What needs to be done: Repeat each entry word for word.

Start of Block

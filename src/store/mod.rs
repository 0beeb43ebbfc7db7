// Licensed to the Apache Software Foundation (ASF) under one
// or more contributor license agreements.  See the NOTICE file
// distributed with this work for additional information
// regarding copyright ownership.  The ASF licenses this file
// to you under the Apache License, Version 2.0 (the
// "License"); you may not use this file except in compliance
// with the License.  You may obtain a copy of the License at
//
//   http://www.apache.org/licenses/LICENSE-2.0
//
// Unless required by applicable law or agreed to in writing,
// software distributed under the License is distributed on an
// "AS IS" BASIS, WITHOUT WARRANTIES OR CONDITIONS OF ANY
// KIND, either express or implied.  See the License for the
// specific language governing permissions and limitations
// under the License.

//! Coordinate-addressed chunk storage with barrier-style redistribution.
//!
//! A [`DistributedStore`] is the shuffle surface between instances: each
//! instance `put`s chunks under [`ChunkCoord`] keys, all instances call
//! `redistribute` (a barrier), and afterwards every instance can read the
//! chunks destined for it. The host engine supplies the implementation;
//! [`memory::InMemoryStoreHub`] is the in-process one used by the tests.

pub mod memory;

use std::sync::Arc;

use crate::cluster::InstanceId;
use crate::error::Result;

pub use memory::InMemoryStoreHub;

/// Identity and placement of one stored chunk.
///
/// `src` and `seq` identify the chunk (which producer, which position in
/// that producer's sequence); `dst` names the instance that owns it after
/// redistribution.
#[derive(Debug, Clone, Copy, PartialEq, Eq, PartialOrd, Ord, Hash)]
pub struct ChunkCoord {
    /// Producing instance.
    pub src: InstanceId,
    /// Position in the producer's sequence, from 0.
    pub seq: u64,
    /// Owning instance after redistribution.
    pub dst: InstanceId,
}

impl ChunkCoord {
    /// Coordinate of block `seq` read by `src`, with the deterministic
    /// owner `(src + seq) % instances`.
    pub fn block(src: InstanceId, seq: u64, instances: usize) -> Self {
        let dst = (src + (seq % instances as u64) as usize) % instances;
        Self { src, seq, dst }
    }

    /// Coordinate of the block immediately before this one in the same
    /// file, or `None` for the first block.
    pub fn predecessor(&self, instances: usize) -> Option<Self> {
        self.seq
            .checked_sub(1)
            .map(|seq| Self::block(self.src, seq, instances))
    }
}

/// One named, cluster-wide chunk store.
///
/// `put` is write-once per coordinate. `redistribute` is a collective: it
/// returns only after every instance has called it, and from then on `get`
/// and `owned_coords` see every chunk put by any instance.
pub trait DistributedStore: Send + Sync {
    /// Stores `bytes` under `coord`. Writing the same coordinate twice is
    /// an error.
    fn put(&self, coord: ChunkCoord, bytes: Vec<u8>) -> Result<()>;

    /// Barrier: blocks until all instances have called it, making every
    /// stored chunk visible everywhere.
    fn redistribute(&self) -> Result<()>;

    /// Reads the chunk stored under `coord`, if any.
    fn get(&self, coord: &ChunkCoord) -> Result<Option<Vec<u8>>>;

    /// All coordinates whose `dst` is `instance`, sorted by `(src, seq)`.
    fn owned_coords(&self, instance: InstanceId) -> Vec<ChunkCoord>;
}

/// Creates named stores on demand. Two instances asking for the same name
/// get handles to the same cluster-wide store.
pub trait StoreProvider: Send + Sync {
    /// Returns the store named `name`, creating it on first use.
    fn create(&self, name: &str) -> Result<Arc<dyn DistributedStore>>;
}

#[cfg(test)]
mod tests {
    use super::*;

    #[test]
    fn test_block_owner_rotates() {
        assert_eq!(ChunkCoord::block(0, 0, 3).dst, 0);
        assert_eq!(ChunkCoord::block(0, 1, 3).dst, 1);
        assert_eq!(ChunkCoord::block(0, 2, 3).dst, 2);
        assert_eq!(ChunkCoord::block(0, 3, 3).dst, 0);
        assert_eq!(ChunkCoord::block(2, 1, 3).dst, 0);
    }

    #[test]
    fn test_predecessor() {
        let c = ChunkCoord::block(1, 2, 3);
        let p = c.predecessor(3).unwrap();
        assert_eq!(p, ChunkCoord::block(1, 1, 3));
        assert!(ChunkCoord::block(1, 0, 3).predecessor(3).is_none());
    }

    #[test]
    fn test_coord_order_is_src_then_seq() {
        let mut coords = vec![
            ChunkCoord::block(1, 0, 2),
            ChunkCoord::block(0, 1, 2),
            ChunkCoord::block(0, 0, 2),
            ChunkCoord::block(1, 2, 2),
        ];
        coords.sort();
        assert_eq!(
            coords,
            vec![
                ChunkCoord::block(0, 0, 2),
                ChunkCoord::block(0, 1, 2),
                ChunkCoord::block(1, 0, 2),
                ChunkCoord::block(1, 2, 2),
            ]
        );
    }
}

End of Block

Answer to this exercise:
filename src/store/mod.rs
repository 0beeb43ebbfc7db7
// Licensed to the Apache Software Foundation (ASF) under one
// or more contributor license agreements.  See the NOTICE file
// distributed with this work for additional information
// regarding copyright ownership.  The ASF licenses this file
// to you under the Apache License, Version 2.0 (the
// "License"); you may not use this file except in compliance
// with the License.  You may obtain a copy of the License at
//
//   http://www.apache.org/licenses/LICENSE-2.0
//
// Unless required by applicable law or agreed to in writing,
// software distributed under the License is distributed on an
// "AS IS" BASIS, WITHOUT WARRANTIES OR CONDITIONS OF ANY
// KIND, either express or implied.  See the License for the
// specific language governing permissions and limitations
// under the License.

//! Coordinate-addressed chunk storage with barrier-style redistribution.
//!
//! A [`DistributedStore`] is the shuffle surface between instances: each
//! instance `put`s chunks under [`ChunkCoord`] keys, all instances call
//! `redistribute` (a barrier), and afterwards every instance can read the
//! chunks destined for it. The host engine supplies the implementation;
//! [`memory::InMemoryStoreHub`] is the in-process one used by the tests.

pub mod memory;

use std::sync::Arc;

use crate::cluster::InstanceId;
use crate::error::Result;

pub use memory::InMemoryStoreHub;

/// Identity and placement of one stored chunk.
///
/// `src` and `seq` identify the chunk (which producer, which position in
/// that producer's sequence); `dst` names the instance that owns it after
/// redistribution.
#[derive(Debug, Clone, Copy, PartialEq, Eq, PartialOrd, Ord, Hash)]
pub struct ChunkCoord {
    /// Producing instance.
    pub src: InstanceId,
    /// Position in the producer's sequence, from 0.
    pub seq: u64,
    /// Owning instance after redistribution.
    pub dst: InstanceId,
}

impl ChunkCoord {
    /// Coordinate of block `seq` read by `src`, with the deterministic
    /// owner `(src + seq) % instances`.
    pub fn block(src: InstanceId, seq: u64, instances: usize) -> Self {
        let dst = (src + (seq % instances as u64) as usize) % instances;
        Self { src, seq, dst }
    }

    /// Coordinate of the block immediately before this one in the same
    /// file, or `None` for the first block.
    pub fn predecessor(&self, instances: usize) -> Option<Self> {
        self.seq
            .checked_sub(1)
            .map(|seq| Self::block(self.src, seq, instances))
    }
}

/// One named, cluster-wide chunk store.
///
/// `put` is write-once per coordinate. `redistribute` is a collective: it
/// returns only after every instance has called it, and from then on `get`
/// and `owned_coords` see every chunk put by any instance.
pub trait DistributedStore: Send + Sync {
    /// Stores `bytes` under `coord`. Writing the same coordinate twice is
    /// an error.
    fn put(&self, coord: ChunkCoord, bytes: Vec<u8>) -> Result<()>;

    /// Barrier: blocks until all instances have called it, making every
    /// stored chunk visible everywhere.
    fn redistribute(&self) -> Result<()>;

    /// Reads the chunk stored under `coord`, if any.
    fn get(&self, coord: &ChunkCoord) -> Result<Option<Vec<u8>>>;

    /// All coordinates whose `dst` is `instance`, sorted by `(src, seq)`.
    fn owned_coords(&self, instance: InstanceId) -> Vec<ChunkCoord>;
}

/// Creates named stores on demand. Two instances asking for the same name
/// get handles to the same cluster-wide store.
pub trait StoreProvider: Send + Sync {
    /// Returns the store named `name`, creating it on first use.
    fn create(&self, name: &str) -> Result<Arc<dyn DistributedStore>>;
}

#[cfg(test)]
mod tests {
    use super::*;

    #[test]
    fn test_block_owner_rotates() {
        assert_eq!(ChunkCoord::block(0, 0, 3).dst, 0);
        assert_eq!(ChunkCoord::block(0, 1, 3).dst, 1);
        assert_eq!(ChunkCoord::block(0, 2, 3).dst, 2);
        assert_eq!(ChunkCoord::block(0, 3, 3).dst, 0);
        assert_eq!(ChunkCoord::block(2, 1, 3).dst, 0);
    }

    #[test]
    fn test_predecessor() {
        let c = ChunkCoord::block(1, 2, 3);
        let p = c.predecessor(3).unwrap();
        assert_eq!(p, ChunkCoord::block(1, 1, 3));
        assert!(ChunkCoord::block(1, 0, 3).predecessor(3).is_none());
    }

    #[test]
    fn test_coord_order_is_src_then_seq() {
        let mut coords = vec![
            ChunkCoord::block(1, 0, 2),
            ChunkCoord::block(0, 1, 2),
            ChunkCoord::block(0, 0, 2),
            ChunkCoord::block(1, 2, 2),
        ];
        coords.sort();
        assert_eq!(
            coords,
            vec![
                ChunkCoord::block(0, 0, 2),
                ChunkCoord::block(0, 1, 2),
                ChunkCoord::block(1, 0, 2),
                ChunkCoord::block(1, 2, 2),
            ]
        );
    }
}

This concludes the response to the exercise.